WORK INSTRUCTIONS:
Work through the records that follow and return each line containing the word "entry".

PROVIDED RECORDS:

■ ■ ■ ■ ■ ■ ■

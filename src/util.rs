use crate::error::{CombinerError, IoResultExt, Result};
use std::fs::{File, OpenOptions};
use std::io::{self, BufRead, BufReader, BufWriter, Write};
use std::path::Path;
use tempfile::NamedTempFile;
use walkdir::WalkDir;

/// Creates `path`, failing if something is already there.
pub fn create_new_file(path: &Path) -> Result<File> {
    OpenOptions::new()
        .write(true)
        .create_new(true)
        .open(path)
        .map_err(|source| match source.kind() {
            io::ErrorKind::AlreadyExists => CombinerError::PreexistingState {
                path: path.to_path_buf(),
                reason: "two input files would be staged under the same name".to_string(),
            },
            _ => CombinerError::Io {
                operation: "create file",
                path: path.to_path_buf(),
                source,
            },
        })
}

/// Streams `path` line by line through `rewrite_line` into a temporary file
/// in the same directory, then moves the temporary file over `path`.
///
/// Lines are handed over without their terminator (`\n` or `\r\n`); the
/// callback writes whatever should replace them, terminator included.
pub fn rewrite_lines<F>(path: &Path, operation: &'static str, mut rewrite_line: F) -> Result<()>
where
    F: FnMut(&[u8], &mut dyn Write) -> io::Result<()>,
{
    let parent = path.parent().ok_or_else(|| {
        CombinerError::Configuration(format!("{path:?} has no parent directory"))
    })?;
    let source = BufReader::new(File::open(path).at(operation, path)?);
    let mut writer = BufWriter::new(NamedTempFile::new_in(parent).at(operation, parent)?);

    for line in source.split(b'\n') {
        let mut line = line.at(operation, path)?;
        if line.last() == Some(&b'\r') {
            line.pop();
        }
        rewrite_line(line.as_slice(), &mut writer as &mut dyn Write).at(operation, path)?;
    }

    let temp_file = writer
        .into_inner()
        .map_err(io::IntoInnerError::into_error)
        .at(operation, path)?;
    temp_file
        .persist(path)
        .map_err(|e| e.error)
        .at(operation, path)?;
    Ok(())
}

/// Total size in bytes of the regular files below `path`.
pub fn disk_usage(path: &Path) -> Result<u64> {
    let mut total = 0;
    for entry in WalkDir::new(path) {
        let entry = entry.at("measure disk usage", path)?;
        if entry.file_type().is_file() {
            total += entry.metadata().at("measure disk usage", entry.path())?.len();
        }
    }
    Ok(total)
}

pub fn human_size(bytes: u64) -> String {
    const UNITS: [&str; 5] = ["B", "K", "M", "G", "T"];
    let mut size = bytes as f64;
    let mut unit = 0;
    while size >= 1024.0 && unit < UNITS.len() - 1 {
        size /= 1024.0;
        unit += 1;
    }
    if unit == 0 {
        format!("{bytes}{}", UNITS[0])
    } else {
        format!("{size:.1}{}", UNITS[unit])
    }
}

#[cfg(test)]
mod tests {
    use super::*;
    use std::fs;
    use tempdir::TempDir;

    #[test]
    fn rewrite_normalizes_line_endings() {
        let dir = TempDir::new("rewrite").unwrap();
        let path = dir.path().join("a.dat");
        fs::write(&path, "1.0 2.0\r\n3.0 4.0").unwrap();

        rewrite_lines(&path, "copy lines", |line, out| {
            out.write_all(line)?;
            out.write_all(b"\n")
        })
        .unwrap();

        assert_eq!(fs::read_to_string(&path).unwrap(), "1.0 2.0\n3.0 4.0\n");
        assert_eq!(fs::read_dir(dir.path()).unwrap().count(), 1);
    }

    #[test]
    fn rewrite_of_missing_file_names_operation_and_path() {
        let dir = TempDir::new("rewrite").unwrap();
        let path = dir.path().join("missing.dat");

        let error = rewrite_lines(&path, "filter lines", |_, _| Ok(())).unwrap_err();

        match error {
            CombinerError::Io {
                operation,
                path: failed_path,
                ..
            } => {
                assert_eq!(operation, "filter lines");
                assert_eq!(failed_path, path);
            }
            other => panic!("unexpected error {other:?}"),
        }
    }

    #[test]
    fn create_new_file_refuses_to_overwrite() {
        let dir = TempDir::new("create").unwrap();
        let path = dir.path().join("a.dat");
        create_new_file(&path).unwrap();

        assert!(matches!(
            create_new_file(&path),
            Err(CombinerError::PreexistingState { .. })
        ));
    }

    #[test]
    fn disk_usage_sums_nested_files() {
        let dir = TempDir::new("usage").unwrap();
        fs::create_dir(dir.path().join("nested")).unwrap();
        fs::write(dir.path().join("a"), [0u8; 10]).unwrap();
        fs::write(dir.path().join("nested").join("b"), [0u8; 5]).unwrap();

        assert_eq!(disk_usage(dir.path()).unwrap(), 15);
    }

    #[test]
    fn human_size_uses_binary_units() {
        assert_eq!(human_size(512), "512B");
        assert_eq!(human_size(1536), "1.5K");
        assert_eq!(human_size(3 * 1024 * 1024), "3.0M");
    }
}
pub mod config;
pub mod confirm;
pub mod error;
pub mod process;
#[cfg(test)]
mod test;
pub mod types;
pub mod util;

use crate::config::combiner_config::{Config, ExistingResultAction};
use crate::confirm::Confirm;
use crate::error::{CombinerError, IoResultExt, Result};
use crate::process::aggregate::aggregate;
use crate::process::materialize_archives::materialize_archives;
use crate::types::result_file::ResultFile;
use crate::types::staged_file::MergedFile;
use crate::util::{disk_usage, human_size};
use std::fs;
use std::path::PathBuf;
use tracing::{info, warn};

#[derive(Debug)]
pub struct RunSummary {
    pub result_file: PathBuf,
    pub merged_files: Vec<MergedFile>,
    pub lines_written: usize,
    pub lines_dropped: usize,
    pub result_size: u64,
}

/// Stages every file below the target directory, merges them into the
/// result file and removes the staging directory again.
///
/// `config` must already be normalized. With `config.auto_confirm` set,
/// `confirm` is never consulted.
pub fn run(config: &Config, confirm: &mut dyn Confirm) -> Result<RunSummary> {
    config.validate()?;

    let staging_dir = config.staging_dir();
    let result_path = config.result_file();
    info!("Working directory: {:?}", config.work_dir);
    info!("Target directory: {:?}", config.target_dir);
    info!("Result file: {:?}", result_path);
    if config.include_file_names {
        info!("Result file names will be included in the combined file.");
    }

    clear_stale_staging_dir(config, confirm)?;

    if let ExistingResultAction::Delete = resolve_existing_result(config, confirm)? {
        info!("Deleting existing result file {:?}", result_path);
        fs::remove_file(&result_path).at("delete result file", &result_path)?;
    }

    let source_size = disk_usage(&config.target_dir)?;
    info!(
        "Size of the target directory before extraction: {}",
        human_size(source_size)
    );
    require(config, confirm, "Are you sure to proceed?")?;

    info!("Materializing input files...");
    fs::create_dir(&staging_dir).at("create staging directory", &staging_dir)?;
    let staged_files = materialize_archives(&config.target_dir, &staging_dir)?;
    info!("Staged {} file(s) in {:?}", staged_files.len(), staging_dir);

    info!("Combining staged files...");
    let strip_sentinel = (!config.keep_previous_sentinel).then_some(config.sentinel.as_str());
    let mut result_file = ResultFile::open_for_append(&result_path, strip_sentinel)?;
    let merged_files = aggregate(&staging_dir, &mut result_file, config)?;
    if merged_files.len() != staged_files.len() {
        warn!(
            "Merged {} file(s) but staged {}; the staging directory was modified during the run",
            merged_files.len(),
            staged_files.len()
        );
    }

    fs::remove_dir_all(&staging_dir).at("remove staging directory", &staging_dir)?;

    let result_size = fs::metadata(&result_path)
        .at("measure result file", &result_path)?
        .len();
    let summary = RunSummary {
        lines_written: merged_files.iter().map(|f| f.lines_written).sum(),
        lines_dropped: merged_files.iter().map(|f| f.lines_dropped).sum(),
        merged_files,
        result_file: result_path,
        result_size,
    };
    info!(
        "Combined {} file(s), {} lines written, {} comment lines dropped, result size {}",
        summary.merged_files.len(),
        summary.lines_written,
        summary.lines_dropped,
        human_size(summary.result_size)
    );

    Ok(summary)
}

fn clear_stale_staging_dir(config: &Config, confirm: &mut dyn Confirm) -> Result<()> {
    let staging_dir = config.staging_dir();
    if staging_dir.exists() {
        warn!("Staging directory {:?} already exists", staging_dir);
        let question = format!("Are you sure to delete {}?", staging_dir.display());
        if !(config.auto_confirm || confirm.confirm(&question)?) {
            return Err(CombinerError::PreexistingState {
                path: staging_dir,
                reason: "deletion of the staging directory left by an earlier run was declined"
                    .to_string(),
            });
        }
        fs::remove_dir_all(&staging_dir).at("delete staging directory", &staging_dir)?;
    }
    Ok(())
}

fn resolve_existing_result(
    config: &Config,
    confirm: &mut dyn Confirm,
) -> Result<ExistingResultAction> {
    let result_path = config.result_file();
    if !result_path.exists() {
        return Ok(ExistingResultAction::Append);
    }
    let size = fs::metadata(&result_path)
        .at("measure result file", &result_path)?
        .len();
    info!(
        "Current size of the result file: {}",
        human_size(size)
    );

    if let Some(action) = config.on_existing_result {
        return Ok(action);
    }
    if config.auto_confirm {
        return Ok(ExistingResultAction::Append);
    }
    confirm
        .existing_result(&result_path, &human_size(size))?
        .ok_or_else(|| CombinerError::PreexistingState {
            path: result_path,
            reason: "neither delete nor append was chosen".to_string(),
        })
}

fn require(config: &Config, confirm: &mut dyn Confirm, question: &str) -> Result<()> {
    if config.auto_confirm || confirm.confirm(question)? {
        Ok(())
    } else {
        Err(CombinerError::ConfirmationDeclined(question.to_string()))
    }
}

■ ■ ■ ■ ■ ■ ■

EXERCISE OUTPUT:
    for entry in WalkDir::new(path) {
        let entry = entry.at("measure disk usage", path)?;
        if entry.file_type().is_file() {
            total += entry.metadata().at("measure disk usage", entry.path())?.len();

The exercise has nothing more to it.